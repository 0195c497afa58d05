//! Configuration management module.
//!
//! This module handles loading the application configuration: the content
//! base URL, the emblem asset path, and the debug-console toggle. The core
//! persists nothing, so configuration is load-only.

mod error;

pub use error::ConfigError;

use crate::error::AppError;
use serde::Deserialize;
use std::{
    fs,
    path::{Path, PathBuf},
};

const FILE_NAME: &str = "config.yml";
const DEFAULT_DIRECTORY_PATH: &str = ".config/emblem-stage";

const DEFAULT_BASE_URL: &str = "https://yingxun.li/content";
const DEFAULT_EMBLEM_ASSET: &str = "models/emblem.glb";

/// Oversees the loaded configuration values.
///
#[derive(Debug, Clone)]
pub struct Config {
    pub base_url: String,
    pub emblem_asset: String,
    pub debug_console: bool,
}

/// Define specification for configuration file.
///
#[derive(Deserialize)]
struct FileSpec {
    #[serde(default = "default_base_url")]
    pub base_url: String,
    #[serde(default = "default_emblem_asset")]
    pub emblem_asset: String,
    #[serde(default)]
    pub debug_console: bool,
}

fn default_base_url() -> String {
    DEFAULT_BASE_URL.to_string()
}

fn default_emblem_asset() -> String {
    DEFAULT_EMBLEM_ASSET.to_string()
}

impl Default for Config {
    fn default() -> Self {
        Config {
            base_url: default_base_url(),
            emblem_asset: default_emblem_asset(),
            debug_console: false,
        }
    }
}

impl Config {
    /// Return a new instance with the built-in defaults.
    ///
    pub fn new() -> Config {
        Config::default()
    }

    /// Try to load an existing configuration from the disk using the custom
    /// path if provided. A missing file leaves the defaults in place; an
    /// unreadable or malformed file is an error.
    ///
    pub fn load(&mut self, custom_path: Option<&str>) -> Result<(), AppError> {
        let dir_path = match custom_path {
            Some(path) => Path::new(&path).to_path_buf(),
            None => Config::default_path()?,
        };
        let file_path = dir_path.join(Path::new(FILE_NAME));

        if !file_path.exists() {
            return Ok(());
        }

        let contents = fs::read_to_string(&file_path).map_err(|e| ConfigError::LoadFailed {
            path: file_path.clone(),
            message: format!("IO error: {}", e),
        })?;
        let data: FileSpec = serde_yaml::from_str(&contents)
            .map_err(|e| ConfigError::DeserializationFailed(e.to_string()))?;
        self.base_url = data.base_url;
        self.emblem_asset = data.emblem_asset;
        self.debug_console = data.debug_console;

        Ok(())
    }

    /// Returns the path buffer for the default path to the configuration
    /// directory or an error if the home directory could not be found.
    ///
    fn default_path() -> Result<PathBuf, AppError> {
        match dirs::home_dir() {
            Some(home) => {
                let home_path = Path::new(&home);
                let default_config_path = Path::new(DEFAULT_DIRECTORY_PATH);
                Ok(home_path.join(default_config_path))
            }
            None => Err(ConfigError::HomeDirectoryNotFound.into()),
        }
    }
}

────────────────────────────────────────

Exercise prompt
Pick out, from the lines above, every one that contains the string "join".

Result for this exercise
        let file_path = dir_path.join(Path::new(FILE_NAME));
                Ok(home_path.join(default_config_path))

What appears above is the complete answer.